The thing is, this system also has its drawbacks, the most glaring of which is that when a flare-up comes, you can feel it begin and there’s almost nothing you can do. It’s like a car crash – and those of us unlucky enough to have been in one know that feeling of slow motion as it’s happening, but no matter what – there’s nothing you can do to avoid it. Sure, you can possibly lessen the effects, but there’s just no sidestepping it, and that takes a serious toll on an already stressed body.

Worse than words can express

The physical ramifications of a flare-up are pretty obvious. It doesn’t take a rocket scientist to understand what it feels like when you are getting sick. Even those of us who don’t suffer from chronic illness know what we experience when a cold or a virus is coming on.

Well, it’s like that, but instead of symptoms like a runny nose or a queasy stomach, it’s joint aches and a general sickness and extreme exhaustion. This creates a feedback loop which keeps folding back on itself and making things worse and worse until you just want to get into bed and pull the covers up over your face and have everyone stop freakin’ texting and calling and bothering you EVERY FIVE SECONDS!!!

Umm, yeah, well, you get it. It’s like that, but even worse than words can express.
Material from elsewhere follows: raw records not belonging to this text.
use anyhow::Context;
use tracing::info;
use tracing_subscriber::EnvFilter;

use draft_room_backend::{app, config::Config, db, services::room::RoomRegistry};

const MAX_CONNECTIONS: u32 = 5;

#[tokio::main]
async fn main() -> anyhow::Result<()> {
    tracing_subscriber::fmt()
        .with_env_filter(EnvFilter::try_from_default_env().unwrap_or_else(|_| EnvFilter::new("info")))
        .init();

    let config = Config::from_env().context("invalid configuration")?;

    let pool = db::connect(&config.database_url, MAX_CONNECTIONS)
        .await
        .context("could not connect to SQLite")?;

    let rooms = RoomRegistry::new(pool.clone(), config.room_settings());
    let address = config.server_address.clone();
    let router = app(pool, rooms, config);

    let listener = tokio::net::TcpListener::bind(&address)
        .await
        .with_context(|| format!("could not bind {address}"))?;
    info!("Started server on {}.", address);

    axum::serve(listener, router)
        .with_graceful_shutdown(async {
            let _ = tokio::signal::ctrl_c().await;
            info!("Shutting down.");
        })
        .await
        .context("server error")?;
    Ok(())
}
use axum::{
    extract::{Extension, Query},
    response::IntoResponse,
    Json,
};
use sqlx::SqlitePool;
use tracing::info;

use crate::dto::player_dto::{PlayerQuery, SearchQuery};
use crate::error::DraftError;
use crate::services::catalog;
use crate::services::room::RoomRegistry;

/**
 * GET a filtered, sorted page of the player catalog.
 */
pub async fn get_players(
    Extension(pool): Extension<SqlitePool>,
    Query(query): Query<PlayerQuery>,
) -> Result<impl IntoResponse, DraftError> {
    let page = catalog::list_players(&pool, &query).await?;
    Ok(Json(page))
}

pub async fn search_players(
    Extension(pool): Extension<SqlitePool>,
    Query(query): Query<SearchQuery>,
) -> Result<impl IntoResponse, DraftError> {
    info!("Searching players for {:?}.", query.q);
    let page = catalog::search_players(&pool, &query).await?;
    Ok(Json(page))
}

pub async fn get_player_enums(
    Extension(pool): Extension<SqlitePool>,
) -> Result<impl IntoResponse, DraftError> {
    let enums = catalog::player_enums(&pool).await?;
    Ok(Json(enums))
}

pub async fn health() -> &'static str {
    "healthy"
}

/// Live room, session and dropped-session counts.
pub async fn room_health(Extension(rooms): Extension<RoomRegistry>) -> impl IntoResponse {
    Json(rooms.overview().await)
}
use serde::{Deserialize, Serialize};
use std::collections::{BTreeMap, HashMap};
use std::fmt;
use std::time::Duration;

/// Option key under which a task names the handler that should process it.
pub const HANDLER_OPTION: &str = "handler";

/// Opaque identifier of a result slot in the grid.
///
/// Payload blobs and task outputs share this namespace: a payload is simply a
/// result created with its data already attached.
#[derive(Debug, Clone, Serialize, Deserialize, PartialEq, Eq, Hash, PartialOrd, Ord)]
pub struct ResultHandle(pub String);

impl ResultHandle {
    /// Mints a fresh UUID v4-based handle.
    pub fn new() -> Self {
        Self(uuid::Uuid::new_v4().to_string())
    }
}

impl Default for ResultHandle {
    fn default() -> Self {
        Self::new()
    }
}

impl fmt::Display for ResultHandle {
    fn fmt(&self, f: &mut fmt::Formatter<'_>) -> fmt::Result {
        f.write_str(&self.0)
    }
}

/// Unique identifier for a task within the grid.
#[derive(Debug, Clone, Serialize, Deserialize, PartialEq, Eq, Hash, PartialOrd, Ord)]
pub struct TaskId(pub String);

impl TaskId {
    pub fn new() -> Self {
        Self(uuid::Uuid::new_v4().to_string())
    }
}

impl Default for TaskId {
    fn default() -> Self {
        Self::new()
    }
}

impl fmt::Display for TaskId {
    fn fmt(&self, f: &mut fmt::Formatter<'_>) -> fmt::Result {
        f.write_str(&self.0)
    }
}

/// Scope to which every result and task belongs.
#[derive(Debug, Clone, Serialize, Deserialize, PartialEq, Eq, Hash)]
pub struct SessionId(pub String);

impl SessionId {
    pub fn new() -> Self {
        Self(uuid::Uuid::new_v4().to_string())
    }
}

impl Default for SessionId {
    fn default() -> Self {
        Self::new()
    }
}

impl fmt::Display for SessionId {
    fn fmt(&self, f: &mut fmt::Formatter<'_>) -> fmt::Result {
        f.write_str(&self.0)
    }
}

/// Scheduling options attached to a task.
#[derive(Debug, Clone, Serialize, Deserialize, PartialEq)]
pub struct TaskOptions {
    /// Upper bound on a single execution attempt.
    pub max_duration: Duration,
    /// How many times a task whose lease expired may be handed out again.
    pub max_retries: u32,
    /// Higher priorities are dispatched first.
    pub priority: u32,
    /// Only workers bound to this partition pick the task up.
    pub partition_id: String,
    /// Free-form application options (e.g. the handler name).
    pub options: BTreeMap<String, String>,
}

impl TaskOptions {
    pub fn with_handler(mut self, handler: &str) -> Self {
        self.options
            .insert(HANDLER_OPTION.to_string(), handler.to_string());
        self
    }

    pub fn with_partition(mut self, partition_id: &str) -> Self {
        self.partition_id = partition_id.to_string();
        self
    }

    pub fn handler(&self) -> Option<&str> {
        self.options.get(HANDLER_OPTION).map(String::as_str)
    }
}

impl Default for TaskOptions {
    fn default() -> Self {
        Self {
            max_duration: Duration::from_secs(60 * 60),
            max_retries: 2,
            priority: 1,
            partition_id: "default".to_string(),
            options: BTreeMap::new(),
        }
    }
}

/// What a submitter hands to the queue for one task.
#[derive(Debug, Clone, Serialize, Deserialize, PartialEq)]
pub struct TaskDescriptor {
    /// Blob holding the serialized input.
    pub payload: ResultHandle,
    /// Results this task is responsible for writing.
    pub expected_outputs: Vec<ResultHandle>,
    /// Results that must be resolved before the task may be dispatched.
    pub data_dependencies: Vec<ResultHandle>,
    /// Overrides the batch-level options when set.
    pub options: Option<TaskOptions>,
    /// Running task handing its own pending outputs over to this one.
    #[serde(default)]
    pub delegated_by: Option<TaskId>,
}

impl TaskDescriptor {
    pub fn new(payload: ResultHandle, expected_output: ResultHandle) -> Self {
        Self {
            payload,
            expected_outputs: vec![expected_output],
            data_dependencies: Vec::new(),
            options: None,
            delegated_by: None,
        }
    }

    pub fn with_dependencies(mut self, dependencies: Vec<ResultHandle>) -> Self {
        self.data_dependencies = dependencies;
        self
    }

    /// Marks the task as taking over outputs that `task_id` currently owns.
    pub fn delegated_by(mut self, task_id: TaskId) -> Self {
        self.delegated_by = Some(task_id);
        self
    }
}

/// Per-task answer to a batched submission.
#[derive(Debug, Clone, Serialize, Deserialize, PartialEq)]
pub enum SubmissionOutcome {
    Accepted(TaskId),
    Rejected { reason: String },
}

impl SubmissionOutcome {
    pub fn task_id(&self) -> Option<&TaskId> {
        match self {
            SubmissionOutcome::Accepted(task_id) => Some(task_id),
            SubmissionOutcome::Rejected { .. } => None,
        }
    }
}

/// Lifecycle of a result slot. `Resolved` and `Failed` are terminal.
#[derive(Debug, Clone, Serialize, Deserialize, PartialEq)]
pub enum ResultStatus {
    Pending,
    Resolved,
    Failed { error: String },
}

/// Represents the lifecycle state of a task in the grid.
#[derive(Debug, Clone, Serialize, Deserialize, PartialEq)]
pub enum TaskStatus {
    /// Submitted; dispatchable once every data dependency is resolved.
    Pending,
    /// Claimed by a worker. Accompanied by a `lease_expires` timestamp.
    Running,
    Completed,
    Failed { error: String },
}

/// Everything a worker receives for one task execution.
///
/// Dependencies are already resolved when an invocation is built: the grid
/// never hands out a task whose inputs are still pending.
#[derive(Debug, Clone)]
pub struct Invocation {
    pub session: SessionId,
    pub task_id: TaskId,
    pub payload: Vec<u8>,
    pub expected_outputs: Vec<ResultHandle>,
    pub dependencies: HashMap<ResultHandle, Vec<u8>>,
    pub options: TaskOptions,
}

impl Invocation {
    pub fn has_dependencies(&self) -> bool {
        !self.dependencies.is_empty()
    }
}

/// Helper to get the current system time in milliseconds.
pub fn now_ms() -> u64 {
    std::time::SystemTime::now()
        .duration_since(std::time::UNIX_EPOCH)
        .map(|elapsed| elapsed.as_millis() as u64)
        .unwrap_or_default()
}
The anxiety, pain, and exhaustion loop

Something else to consider is that it’s not just physical. Think about what you might feel if you woke up one day and you suddenly knew that at some point in the next 24 hours you were going to fall down and break your leg. Or your arm. Or your butt-bone – you get it. It would occupy a significant amount of real estate in your brain, and your anxiety would be off the chart. You probably wouldn’t do much, either, other than sitting around, because you wouldn’t want to be caught out when the accident or whatever it is actually happens.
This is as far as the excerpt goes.